On a relatively hot summer day a few years ago, Mendoza started thinking about the joy of seeing the ice cream truck in her native Arizona and realized that Juneau lacked a truck to ply the streets during the summer. Rather than wait for someone else to fill the gap, she started her own business — It’s Ice Cream Juneau!
She hit the streets in June, a year later than she expected due to COVID-19, and business has been brisk since.
“Business has been better than I thought,” she said, adding that she plans to operate until September or the weather takes a turn for the worse.
Mendoza usually sells between 200-250 items during each shift, which generally runs from 2 to 7 p.m. each day.
“I’m a late sleeper and no one wants ice cream in the morning,” she said.
Mendoza said she’s not sure when Juneau last had an ice cream truck but understands it was in the late 1980s. As a result, many of her customers are new to the concept. She said a friend suggested the business’s name as a fun play on words that also explain the truck’s purpose.
“We love seeing the kids out,” she said. “That’s the best thing. I see kids bouncing around like Tigger and screaming.”
Here are seven cool facts about Juneau’s ice cream truck:
— The truck is a 2010 Ford transit van that Mendoza decorated herself with help from a kit she ordered online. It includes two freezers in the back, which run on 12-volt batteries. Alaska Marine Lives delivered the van after she purchased it in Arizona.
— The music comes from a portable speaker that plays a pre-selected playlist designed for ice cream trucks. Tunes include “Turkey in the Straw” and “The Entertainer.” She’s hoping to add “Pop Goes the Weasel” to the selection.

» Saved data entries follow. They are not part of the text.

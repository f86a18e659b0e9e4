// ArgMark - app/state.rs
//
// Application state management. Holds the loaded samples, the live
// evaluation session, filter state, and UI flags.
// Owned by the eframe::App implementation.

use crate::core::filter::AnnotationFilter;
use crate::core::model::{AnnotationKind, ArgumentSample};
use crate::core::session::EvaluationSession;
use crate::util::constants;
use std::path::PathBuf;

/// Main view tabs.
#[derive(Debug, Clone, Copy, PartialEq, Eq)]
pub enum Tab {
    Annotate,
    Compare,
    Structure,
}

impl Tab {
    /// All tabs in strip order.
    pub fn all() -> &'static [Tab] {
        &[Tab::Annotate, Tab::Compare, Tab::Structure]
    }

    /// Tab strip label.
    pub fn label(&self) -> &'static str {
        match self {
            Tab::Annotate => "Annotation",
            Tab::Compare => "Comparison",
            Tab::Structure => "Structure",
        }
    }
}

/// Top-level application state.
#[derive(Debug)]
pub struct AppState {
    /// All loaded argument samples (built-in + user).
    pub samples: Vec<ArgumentSample>,

    /// Index of the sample currently shown in the annotation panel.
    pub active_sample: usize,

    /// The live evaluation session (selection, annotations, ratings).
    pub session: EvaluationSession,

    /// Which main tab is visible.
    pub active_tab: Tab,

    /// Current annotation list filter.
    pub filter: AnnotationFilter,

    /// Indices of annotations matching the filter (into the session list).
    pub filtered_indices: Vec<usize>,

    /// Raw regex pattern as typed in the filter box (compiled into
    /// `filter.regex_search` on change).
    pub regex_input: String,

    /// Compile error for the current `regex_input`, shown inline.
    pub regex_error: Option<String>,

    /// Selected fallacy subtype as an index into `constants::FALLACY_TYPES`.
    /// None = "Unspecified".
    pub fallacy_choice: Option<usize>,

    /// Status message for the status bar.
    pub status_message: String,

    /// Whether to show the About dialog.
    pub show_about: bool,

    /// Whether to show the Options dialog.
    pub show_options: bool,

    /// Dark (true) or light (false) theme.
    pub dark_mode: bool,

    /// UI body font size in points.
    pub ui_font_size: f32,

    /// Whether debug mode is enabled.
    pub debug_mode: bool,

    /// Platform data directory (session file lives here).
    pub data_dir: PathBuf,

    /// Directory scanned for user-supplied sample files, if resolved.
    pub user_samples_dir: Option<PathBuf>,

    /// Set by the Options dialog; gui re-scans the sample directories.
    pub request_reload_samples: bool,

    /// Set by the ratings panel; gui performs the export dialog + write.
    pub pending_export: bool,

    /// Set by the ratings panel; gui performs the session save.
    pub pending_save: bool,
}

impl AppState {
    /// Create initial state with loaded samples.
    pub fn new(samples: Vec<ArgumentSample>, debug_mode: bool, data_dir: PathBuf) -> Self {
        let mut state = Self {
            samples,
            active_sample: 0,
            session: EvaluationSession::new(),
            active_tab: Tab::Annotate,
            filter: AnnotationFilter::default(),
            filtered_indices: Vec::new(),
            regex_input: String::new(),
            regex_error: None,
            fallacy_choice: None,
            status_message: "Ready. Select a passage to annotate it.".to_string(),
            show_about: false,
            show_options: false,
            dark_mode: true,
            ui_font_size: constants::DEFAULT_FONT_SIZE,
            debug_mode,
            data_dir,
            user_samples_dir: None,
            request_reload_samples: false,
            pending_export: false,
            pending_save: false,
        };
        state.apply_filter();
        state
    }

    /// The sample currently shown in the annotation panel, if any
    /// sample loaded at all.
    pub fn active_sample(&self) -> Option<&ArgumentSample> {
        self.samples.get(self.active_sample)
    }

    /// Switch the active sample. Out-of-range indices are ignored.
    pub fn set_active_sample(&mut self, index: usize) {
        if index >= self.samples.len() || index == self.active_sample {
            return;
        }
        self.active_sample = index;
        let title = self.samples[index].title.clone();
        tracing::debug!(index, title = %title, "Active sample switched");
        self.status_message = format!("Now evaluating: {title}");
    }

    /// Recompute filtered indices from the session's annotations and
    /// the current filter state.
    pub fn apply_filter(&mut self) {
        self.filtered_indices =
            crate::core::filter::apply_filter(self.session.annotations(), &self.filter);
    }

    /// Annotate the tracked selection with `kind`.
    ///
    /// The fallacy subtype comes from the panel's picker and is only
    /// attached to fallacy annotations. Updates the status bar either
    /// way so a click with no selection explains itself.
    pub fn annotate_selection(&mut self, kind: AnnotationKind) {
        let fallacy_type = if kind == AnnotationKind::Fallacy {
            self.fallacy_choice
                .and_then(|i| constants::FALLACY_TYPES.get(i))
                .map(|s| (*s).to_string())
        } else {
            None
        };

        match self.session.add_annotation(kind, fallacy_type) {
            Some(annotation) => {
                self.status_message = format!(
                    "Annotated as {} (total {})",
                    annotation.kind.label(),
                    self.session.annotation_count()
                );
            }
            None => {
                self.status_message = "Nothing annotated. Select a passage first.".to_string();
            }
        }
        self.apply_filter();
    }

    /// Remove every annotation in the session.
    pub fn clear_annotations(&mut self) {
        self.session.clear_annotations();
        self.apply_filter();
        self.status_message = "All annotations cleared.".to_string();
    }

    /// Update the regex filter from `regex_input`, recording any
    /// compile error for inline display.
    pub fn update_regex_filter(&mut self) {
        match self.filter.set_regex(&self.regex_input) {
            Ok(()) => self.regex_error = None,
            Err(e) => self.regex_error = Some(e.to_string()),
        }
        self.apply_filter();
    }

    /// Reset the annotation filter to show everything.
    pub fn clear_filter(&mut self) {
        self.filter = AnnotationFilter::default();
        self.regex_input.clear();
        self.regex_error = None;
        self.apply_filter();
    }

    /// Build a persistent snapshot of the evaluation session.
    pub fn snapshot_session(&self) -> crate::app::session::SessionData {
        crate::app::session::SessionData {
            version: crate::app::session::SESSION_VERSION,
            active_sample_id: self.active_sample().map(|s| s.id.clone()),
            selection: self.session.selection().to_string(),
            annotations: self.session.annotations().to_vec(),
            ratings: *self.session.ratings(),
            next_annotation_id: self.session.next_annotation_id(),
        }
    }

    /// Restore a previously saved session snapshot.
    pub fn restore_session(&mut self, data: crate::app::session::SessionData) {
        let count = data.annotations.len();
        self.session = EvaluationSession::from_parts(
            data.selection,
            data.annotations,
            data.ratings,
            data.next_annotation_id,
        );
        if let Some(ref id) = data.active_sample_id {
            if let Some(pos) = self.samples.iter().position(|s| &s.id == id) {
                self.active_sample = pos;
            } else {
                tracing::warn!(
                    sample_id = %id,
                    "Saved session references a sample that is no longer loaded"
                );
            }
        }
        self.apply_filter();
        self.status_message = format!("Restored session with {count} annotation(s).");
    }

    /// Persist the current session to the data directory, reporting the
    /// outcome in the status bar.
    pub fn save_session(&mut self) {
        let path = crate::app::session::session_path(&self.data_dir);
        let snapshot = self.snapshot_session();
        let count = snapshot.annotations.len();
        match crate::app::session::save(&snapshot, &path) {
            Ok(()) => {
                self.status_message = format!("Progress saved ({count} annotation(s)).");
            }
            Err(e) => {
                self.status_message = format!("Could not save progress: {e}");
            }
        }
    }
}

#[cfg(test)]
mod tests {
    use super::*;
    use crate::core::model::{NodeKind, StructureNode};

    fn two_samples() -> Vec<ArgumentSample> {
        vec![
            ArgumentSample {
                id: "a".to_string(),
                title: "Sample A".to_string(),
                text: "text a".to_string(),
                components: Vec::new(),
                structure: vec![StructureNode {
                    id: 1,
                    kind: NodeKind::Premise,
                    text: "p".to_string(),
                    parents: Vec::new(),
                    x: 0.0,
                    y: 0.0,
                }],
                is_builtin: true,
            },
            ArgumentSample {
                id: "b".to_string(),
                title: "Sample B".to_string(),
                text: "text b".to_string(),
                components: Vec::new(),
                structure: Vec::new(),
                is_builtin: true,
            },
        ]
    }

    #[test]
    fn annotations_survive_sample_switch() {
        let mut state = AppState::new(two_samples(), false, PathBuf::from("/tmp"));
        state.session.set_selection("text a");
        state.annotate_selection(AnnotationKind::Premise);
        assert_eq!(state.session.annotation_count(), 1);

        state.set_active_sample(1);
        assert_eq!(state.active_sample().unwrap().id, "b");
        // The session is evaluation-global; switching the visible sample
        // must not touch it.
        assert_eq!(state.session.annotation_count(), 1);
    }

    #[test]
    fn out_of_range_sample_switch_is_ignored() {
        let mut state = AppState::new(two_samples(), false, PathBuf::from("/tmp"));
        state.set_active_sample(99);
        assert_eq!(state.active_sample, 0);
    }

    #[test]
    fn fallacy_subtype_only_attaches_to_fallacies() {
        let mut state = AppState::new(two_samples(), false, PathBuf::from("/tmp"));
        state.fallacy_choice = Some(1); // "Straw Man"

        state.session.set_selection("some span");
        state.annotate_selection(AnnotationKind::Premise);
        assert_eq!(state.session.annotations()[0].fallacy_type, None);

        state.session.set_selection("another span");
        state.annotate_selection(AnnotationKind::Fallacy);
        assert_eq!(
            state.session.annotations()[1].fallacy_type.as_deref(),
            Some("Straw Man")
        );
    }

    #[test]
    fn snapshot_restore_round_trip() {
        let mut state = AppState::new(two_samples(), false, PathBuf::from("/tmp"));
        state.set_active_sample(1);
        state.session.set_selection("kept span");
        state.annotate_selection(AnnotationKind::Warrant);
        state
            .session
            .set_rating(crate::core::model::RatingDimension::Clarity, 4);

        let snapshot = state.snapshot_session();

        let mut fresh = AppState::new(two_samples(), false, PathBuf::from("/tmp"));
        fresh.restore_session(snapshot);
        assert_eq!(fresh.active_sample, 1);
        assert_eq!(fresh.session.annotation_count(), 1);
        assert_eq!(fresh.session.annotations()[0].text, "kept span");
        assert_eq!(
            fresh.session.rating(crate::core::model::RatingDimension::Clarity),
            4
        );
        assert_eq!(fresh.filtered_indices.len(), 1);
    }

    #[test]
    fn filter_updates_follow_annotation_changes() {
        let mut state = AppState::new(two_samples(), false, PathBuf::from("/tmp"));
        state.session.set_selection("alpha");
        state.annotate_selection(AnnotationKind::Premise);
        state.session.set_selection("beta");
        state.annotate_selection(AnnotationKind::Fallacy);
        assert_eq!(state.filtered_indices, vec![0, 1]);

        state.filter = AnnotationFilter::fallacies_only();
        state.apply_filter();
        assert_eq!(state.filtered_indices, vec![1]);

        state.clear_annotations();
        assert!(state.filtered_indices.is_empty());
    }
}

— The strawberry shortcake ice cream bar is this summer’s top-seller, so far. If you hope to indulge, act fast — her distributor doesn’t expect more to be available this season.
— It’s a cash-only business. Mendoza said change gathered up hastily from a jar on a desk is always welcome.
— Operating the truck is a family affair. Mendoza said that she usually drives, and one of her five children, her husband, or family friends helps to distribute ice cream to eager customers. Other family members and visiting friends have been called into service as well.
— Safety matters. Mendoza said she is fully vaccinated. She’s adding masks and gloves to her safety protocols this week. She asks parents to help keep kids safe on the sidewalk and out of the road.